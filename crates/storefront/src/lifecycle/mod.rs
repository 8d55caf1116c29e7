//! # System Lifecycle & Orchestration
//!
//! Starts the storefront's screens with their collaborators wired in, and
//! shuts them down again.
//!
//! ## Startup
//!
//! 1. **Categories** - fetched once; a failure only produces a notification
//! 2. **Screen Creation** - one actor per screen, plus its client
//! 3. **Dependency Injection** - each actor runs with the catalog API as its context
//!
//! ## Graceful Shutdown
//!
//! 1. **Drop all clients** - closes the sender side of the request channels
//! 2. **Actors detect closure** - `receiver.recv()` returns `None`
//! 3. **Await completion** - wait for every actor task to finish
//!
//! Loads still in flight at that point finish on their own and are ignored.

pub mod storefront_system;

pub use storefront_system::*;
//! Scripted [`CatalogApi`] for tests.
//!
//! Each endpoint is a [`MockSource`] keyed by its request, so a test can
//! answer searches out of order:
//!
//! ```rust
//! use storefront::api::{mock::MockCatalog, CatalogApi};
//!
//! #[tokio::main]
//! async fn main() {
//!     let catalog = MockCatalog::new();
//!     catalog.categories.expect(()).return_ok(vec!["Shirts".to_string()]);
//!
//!     assert_eq!(catalog.categories().await.unwrap(), vec!["Shirts"]);
//!     catalog.verify();
//! }
//! ```

use super::{ApiError, CatalogApi};
use crate::model::{FilterState, Product, ResultSet};
use async_trait::async_trait;
use screen_framework::mock::MockSource;

#[derive(Clone, Default)]
pub struct MockCatalog {
    pub search: MockSource<FilterState, ResultSet, ApiError>,
    pub categories: MockSource<(), Vec<String>, ApiError>,
    pub by_slug: MockSource<String, Product, ApiError>,
    pub by_id: MockSource<String, Product, ApiError>,
}

impl MockCatalog {
    pub fn new() -> Self {
        Self::default()
    }

    /// Verifies that every endpoint's expectations were met.
    pub fn verify(&self) {
        self.search.verify();
        self.categories.verify();
        self.by_slug.verify();
        self.by_id.verify();
    }
}

#[async_trait]
impl CatalogApi for MockCatalog {
    async fn search(&self, filters: &FilterState) -> Result<ResultSet, ApiError> {
        self.search.respond(filters).await
    }

    async fn categories(&self) -> Result<Vec<String>, ApiError> {
        self.categories.respond(&()).await
    }

    async fn product_by_slug(&self, slug: &str) -> Result<Product, ApiError> {
        self.by_slug.respond(&slug.to_string()).await
    }

    async fn product_by_id(&self, id: &str) -> Result<Product, ApiError> {
        self.by_id.respond(&id.to_string()).await
    }
}
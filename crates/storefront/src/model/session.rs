//! Cart and account state kept between runs.

use super::Product;
use serde::{Deserialize, Serialize};

/// A product in the cart with its quantity. Serialized flat, as the product
/// fields plus `quantity`.
#[derive(Debug, Clone, PartialEq, Serialize, Deserialize)]
pub struct CartItem {
    #[serde(flatten)]
    pub product: Product,
    pub quantity: u32,
}

#[derive(Debug, Clone, PartialEq, Serialize, Deserialize)]
#[serde(rename_all = "camelCase")]
pub struct UserInfo {
    #[serde(rename = "_id")]
    pub id: String,
    pub name: String,
    pub email: String,
    #[serde(default)]
    pub is_admin: bool,
    pub token: String,
}

#[derive(Debug, Clone, PartialEq, Serialize, Deserialize)]
#[serde(rename_all = "camelCase")]
pub struct ShippingAddress {
    pub full_name: String,
    pub address: String,
    pub city: String,
    pub postal_code: String,
    pub country: String,
}

/// Everything the session file holds.
#[derive(Debug, Clone, Default, PartialEq, Serialize, Deserialize)]
#[serde(default, rename_all = "camelCase")]
pub struct SessionState {
    pub user_info: Option<UserInfo>,
    pub cart_items: Vec<CartItem>,
    pub shipping_address: Option<ShippingAddress>,
    pub payment_method: Option<String>,
}

impl SessionState {
    /// Cart badge value: the sum of all quantities.
    pub fn cart_count(&self) -> u32 {
        self.cart_items.iter().map(|item| item.quantity).sum()
    }

    pub fn quantity_of(&self, product_id: &str) -> u32 {
        self.cart_items
            .iter()
            .find(|item| item.product.id == product_id)
            .map_or(0, |item| item.quantity)
    }

    /// Inserts `item`, or replaces the entry for the same product in place.
    pub fn upsert(&mut self, item: CartItem) {
        match self
            .cart_items
            .iter_mut()
            .find(|existing| existing.product.id == item.product.id)
        {
            Some(existing) => *existing = item,
            None => self.cart_items.push(item),
        }
    }

    /// Returns whether anything was removed.
    pub fn remove(&mut self, product_id: &str) -> bool {
        let before = self.cart_items.len();
        self.cart_items.retain(|item| item.product.id != product_id);
        self.cart_items.len() != before
    }
}

#[cfg(test)]
mod tests {
    use super::*;

    fn product(id: &str) -> Product {
        Product {
            id: id.into(),
            name: format!("Product {id}"),
            slug: format!("product-{id}"),
            category: "Shirts".into(),
            image: String::new(),
            price: 10.0,
            rating: 4.0,
            num_reviews: 1,
            count_in_stock: 5,
            description: None,
        }
    }

    #[test]
    fn test_upsert_keeps_position_and_counts() {
        let mut state = SessionState::default();
        state.upsert(CartItem { product: product("a"), quantity: 1 });
        state.upsert(CartItem { product: product("b"), quantity: 2 });
        state.upsert(CartItem { product: product("a"), quantity: 3 });

        assert_eq!(state.cart_items[0].product.id, "a");
        assert_eq!(state.quantity_of("a"), 3);
        assert_eq!(state.cart_count(), 5);

        assert!(state.remove("a"));
        assert!(!state.remove("a"));
        assert_eq!(state.cart_count(), 2);
    }

    #[test]
    fn test_cart_item_serializes_flat() {
        let item = CartItem { product: product("a"), quantity: 2 };
        let value = serde_json::to_value(&item).unwrap();
        assert_eq!(value["_id"], "a");
        assert_eq!(value["quantity"], 2);
        assert_eq!(value["countInStock"], 5);

        let back: CartItem = serde_json::from_value(value).unwrap();
        assert_eq!(back, item);
    }

    #[test]
    fn test_missing_fields_default() {
        let state: SessionState = serde_json::from_str("{}").unwrap();
        assert_eq!(state, SessionState::default());
    }
}
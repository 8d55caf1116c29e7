//! Error types for the product screen.

use crate::api::ApiError;
use thiserror::Error;

#[derive(Debug, Clone, Error, PartialEq)]
pub enum ProductError {
    /// The location did not name a product.
    #[error("Product Not Found")]
    MissingSlug,

    #[error("{0}")]
    FetchFailed(ApiError),

    #[error("Screen communication error: {0}")]
    Screen(String),
}

impl From<String> for ProductError {
    fn from(msg: String) -> Self {
        ProductError::Screen(msg)
    }
}
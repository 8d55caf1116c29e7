//! # Load State Machine
//!
//! `LoadState` is the tagged union a screen shows: a placeholder while a load
//! is in flight, the loaded data, or an error message. Transitions go through
//! [`LoadState::transition`] only.

/// What a screen currently shows.
#[derive(Debug, Clone, PartialEq)]
pub enum LoadState<T> {
    /// A load for the current parameters is in flight.
    Loading,
    /// The load for the current parameters succeeded.
    Success(T),
    /// The load for the current parameters failed with a display-ready message.
    Failed(String),
}

/// Events that drive [`LoadState`].
#[derive(Debug, Clone, PartialEq)]
pub enum LoadEvent<T> {
    /// New parameters were adopted and a load started.
    Requested,
    /// The load for the current parameters resolved with data.
    Succeeded(T),
    /// The load for the current parameters resolved with an error.
    Failed(String),
}

impl<T> Default for LoadState<T> {
    fn default() -> Self {
        LoadState::Loading
    }
}

impl<T> LoadState<T> {
    /// Applies `event` and returns the next state.
    ///
    /// `Requested` always enters `Loading`. A resolution is only accepted while
    /// `Loading`; resolving an already settled state leaves it unchanged.
    pub fn transition(self, event: LoadEvent<T>) -> Self {
        match (self, event) {
            (_, LoadEvent::Requested) => LoadState::Loading,
            (LoadState::Loading, LoadEvent::Succeeded(data)) => LoadState::Success(data),
            (LoadState::Loading, LoadEvent::Failed(message)) => LoadState::Failed(message),
            (settled, _) => settled,
        }
    }

    pub fn is_loading(&self) -> bool {
        matches!(self, LoadState::Loading)
    }

    pub fn data(&self) -> Option<&T> {
        match self {
            LoadState::Success(data) => Some(data),
            _ => None,
        }
    }

    pub fn error(&self) -> Option<&str> {
        match self {
            LoadState::Failed(message) => Some(message),
            _ => None,
        }
    }
}
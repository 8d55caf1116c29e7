//! Error types for the search screen.

use crate::api::ApiError;
use thiserror::Error;

/// Errors that can occur on the search screen.
///
/// None of them is fatal: a failed search shows its message in place of the
/// grid, a failed category fetch leaves the sidebar with only "Any".
#[derive(Debug, Clone, Error, PartialEq)]
pub enum SearchError {
    /// The product search request failed.
    #[error("{0}")]
    FetchFailed(ApiError),

    /// The category list request failed.
    #[error("{0}")]
    CategoryFetchFailed(ApiError),

    /// An error occurred while communicating with the screen actor.
    #[error("Screen communication error: {0}")]
    Screen(String),
}

impl From<String> for SearchError {
    fn from(msg: String) -> Self {
        SearchError::Screen(msg)
    }
}
//! Screen-specific clients.
//!
//! Each wraps a generic [`ScreenClient`](screen_framework::ScreenClient) and
//! adds the screen's own vocabulary on top of the
//! [`ScreenHandle`](screen_framework::ScreenHandle) defaults.

pub mod product_client;
pub mod search_client;

pub use product_client::ProductClient;
pub use search_client::SearchClient;
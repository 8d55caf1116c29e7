//! # Storefront
//!
//! Client-side core of an e-commerce storefront: search and filtering,
//! product details and the cart, all backed by the product REST API.
//!
//! ## Core Components
//!
//! - **[search_screen]**: the `/search` page. The URL's query string is the
//!   only filter state; every interaction is a navigation.
//! - **[product_screen]**: the `/product/{slug}` page.
//! - **[clients]**: typed wrappers ([`SearchClient`](clients::SearchClient),
//!   [`ProductClient`](clients::ProductClient)) over the screen actors.
//! - **[api]**: the [`CatalogApi`](api::CatalogApi) seam and its HTTP implementation.
//! - **[session]**: cart and user, persisted between runs.
//! - **[lifecycle]**: starts and stops everything.
//!
//! ## Testing
//!
//! [`api::mock::MockCatalog`] scripts the backend, including responses that
//! arrive out of order.

pub mod api;
pub mod categories;
pub mod clients;
pub mod config;
pub mod lifecycle;
pub mod model;
pub mod notify;
pub mod product_screen;
pub mod search_screen;
pub mod session;
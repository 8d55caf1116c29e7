//! # Screen Framework
//!
//! This crate provides the building blocks for URL-driven screens: views whose
//! content is a pure function of their location plus one asynchronous load.
//! Each screen runs as an **actor** that owns its load state machine, so
//! out-of-order responses can never overwrite newer data.
//!
//! ## Why Actors for Screens?
//!
//! A search page fires a fetch every time its filters change. When the user
//! clicks faster than the backend answers, several fetches are in flight at
//! once and they can resolve in any order. Putting the screen's state inside a
//! single task gives one place where every completion is checked against the
//! parameters currently adopted.
//!
//! - Isolated state (no shared memory, no locks)
//! - Message-passing concurrency
//! - Sequential processing within each screen makes the stale check trivial
//!
//! **Further Reading**:
//! - [Actors in Rust](https://ryhl.io/blog/actors-with-tokio/) - Practical guide to implementing actors with Tokio
//!
//! ## Architecture Overview
//!
//! The framework separates concerns into three layers:
//!
//! 1. **Screen Layer** ([`Screen`]) - How to read a location and what to load for it
//! 2. **Runtime Layer** ([`ScreenActor`]) - Generations, stale discards and the [`LoadState`] machine
//! 3. **Interface Layer** ([`ScreenClient`], [`ScreenHandle`]) - Type-safe communication
//!
//! ## Core Abstractions
//!
//! ### [`Screen`] - The Domain Logic
//!
//! ```rust
//! use screen_framework::{LoadState, Screen, ScreenActor};
//! use async_trait::async_trait;
//!
//! #[derive(Debug, thiserror::Error)]
//! #[error("no such page")]
//! struct PageError;
//!
//! // Loads the length of the requested path
//! struct Length;
//!
//! #[async_trait]
//! impl Screen for Length {
//!     type Params = String;
//!     type Data = usize;
//!     type Error = PageError;
//!     type Context = ();
//!
//!     fn params_from_location(location: &str) -> String {
//!         location.split('?').next().unwrap_or("/").to_string()
//!     }
//!
//!     async fn load(params: &String, _ctx: &()) -> Result<usize, PageError> {
//!         Ok(params.len())
//!     }
//! }
//!
//! #[tokio::main]
//! async fn main() {
//!     let (actor, client) = ScreenActor::<Length>::new(10);
//!     tokio::spawn(actor.run(()));
//!
//!     let nav = client.navigate("/abc?ignored=1").await.unwrap();
//!     assert!(nav.reloaded);
//!
//!     let snapshot = client.settled().await.unwrap();
//!     assert_eq!(snapshot.state, LoadState::Success(4));
//! }
//! ```
//!
//! ## Context Injection Pattern
//!
//! Collaborators (an HTTP client, a cache) are injected at **runtime** via
//! `run(context)`, not at construction time. Tests hand the same screen a
//! [`mock::MockSource`] instead of a real backend.
//!
//! ## Concurrency Model
//!
//! - Each screen runs in its own Tokio task
//! - Requests are processed **sequentially** within a screen
//! - Loads run in spawned tasks and report back tagged with a generation
//! - A completion from an older generation is discarded, never committed
//!
//! ## Testing
//!
//! The [`mock`] module provides `MockSource`, a scripted data source whose
//! replies can be held back and released in any order. It makes the
//! stale-response cases deterministic.

pub mod actor;
pub mod client;
pub mod client_trait;
pub mod error;
pub mod message;
pub mod mock;
pub mod screen;
pub mod state;
pub mod tracing;

// Re-export core types for convenience
pub use actor::ScreenActor;
pub use client::ScreenClient;
pub use client_trait::ScreenHandle;
pub use error::FrameworkError;
pub use message::{Navigation, Response, ScreenRequest, Snapshot};
pub use screen::Screen;
pub use state::{LoadEvent, LoadState};
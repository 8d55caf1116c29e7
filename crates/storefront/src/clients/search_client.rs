//! # Search Client
//!
//! High-level API for the search screen. Every filter interaction is turned
//! into a navigation to a location built from the current filters, so the
//! location stays the single source of truth.
use crate::model::{FilterOverrides, FilterState};
use crate::search_screen::{build_url, render, SearchError, SearchScreen, SearchView, SEARCH_PATH};
use async_trait::async_trait;
use screen_framework::{Navigation, ScreenClient, ScreenHandle};
use std::sync::Arc;
use tracing::{debug, info, instrument};

/// Client for the search screen.
///
/// Holds the category list loaded when the screen was mounted; it is the
/// same for every navigation.
#[derive(Clone)]
pub struct SearchClient {
    inner: ScreenClient<SearchScreen>,
    categories: Arc<Vec<String>>,
}

impl SearchClient {
    pub fn new(inner: ScreenClient<SearchScreen>, categories: Vec<String>) -> Self {
        Self {
            inner,
            categories: Arc::new(categories),
        }
    }

    pub fn categories(&self) -> &[String] {
        &self.categories
    }

    /// Navigates to `location`.
    #[instrument(skip(self))]
    pub async fn open(&self, location: &str) -> Result<Navigation<FilterState>, SearchError> {
        let nav = self
            .inner
            .navigate(location)
            .await
            .map_err(Self::map_error)?;
        info!(generation = nav.generation, reloaded = nav.reloaded, "Navigated");
        Ok(nav)
    }

    /// Filters currently in the location, the defaults before the first
    /// navigation.
    pub async fn filters(&self) -> Result<FilterState, SearchError> {
        Ok(self.snapshot().await?.params.unwrap_or_default())
    }

    /// Navigates to the current location with `overrides` applied.
    #[instrument(skip(self))]
    pub async fn apply_filter(&self, overrides: FilterOverrides) -> Result<Navigation<FilterState>, SearchError> {
        let current = self.filters().await?;
        let target = build_url(&current, &overrides);
        debug!(%target, "apply_filter");
        self.open(&target).await
    }

    pub async fn change_order(&self, order: &str) -> Result<Navigation<FilterState>, SearchError> {
        self.apply_filter(FilterOverrides::new().order(order)).await
    }

    pub async fn go_to_page(&self, page: u32) -> Result<Navigation<FilterState>, SearchError> {
        self.apply_filter(FilterOverrides::new().page(page)).await
    }

    pub async fn clear_filters(&self) -> Result<Navigation<FilterState>, SearchError> {
        self.open(SEARCH_PATH).await
    }

    /// Renders what the screen shows right now.
    pub async fn view(&self) -> Result<SearchView, SearchError> {
        let snapshot = self.snapshot().await?;
        let filters = snapshot.params.unwrap_or_default();
        Ok(render(&filters, &snapshot.state, &self.categories))
    }

    /// Waits for the current search to finish, then renders it.
    pub async fn settled_view(&self) -> Result<SearchView, SearchError> {
        let snapshot = self.settled().await?;
        let filters = snapshot.params.unwrap_or_default();
        Ok(render(&filters, &snapshot.state, &self.categories))
    }
}

#[async_trait]
impl ScreenHandle<SearchScreen> for SearchClient {
    type Error = SearchError;

    fn inner(&self) -> &ScreenClient<SearchScreen> {
        &self.inner
    }
}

### Problem description:
Copy the stretch of the records above that runs from the line with "Client-side core of" through the line with "one asynchronous load.". Both end lines belong in the copy, and nothing else does.

### Task solution:
//! Client-side core of an e-commerce storefront: search and filtering,
//! product details and the cart, all backed by the product REST API.
//!
//! ## Core Components
//!
//! - **[search_screen]**: the `/search` page. The URL's query string is the
//!   only filter state; every interaction is a navigation.
//! - **[product_screen]**: the `/product/{slug}` page.
//! - **[clients]**: typed wrappers ([`SearchClient`](clients::SearchClient),
//!   [`ProductClient`](clients::ProductClient)) over the screen actors.
//! - **[api]**: the [`CatalogApi`](api::CatalogApi) seam and its HTTP implementation.
//! - **[session]**: cart and user, persisted between runs.
//! - **[lifecycle]**: starts and stops everything.
//!
//! ## Testing
//!
//! [`api::mock::MockCatalog`] scripts the backend, including responses that
//! arrive out of order.

pub mod api;
pub mod categories;
pub mod clients;
pub mod config;
pub mod lifecycle;
pub mod model;
pub mod notify;
pub mod product_screen;
pub mod search_screen;
pub mod session;
repository 8d55caf1116c29e7
//! # Screen Framework
//!
//! This crate provides the building blocks for URL-driven screens: views whose
//! content is a pure function of their location plus one asynchronous load.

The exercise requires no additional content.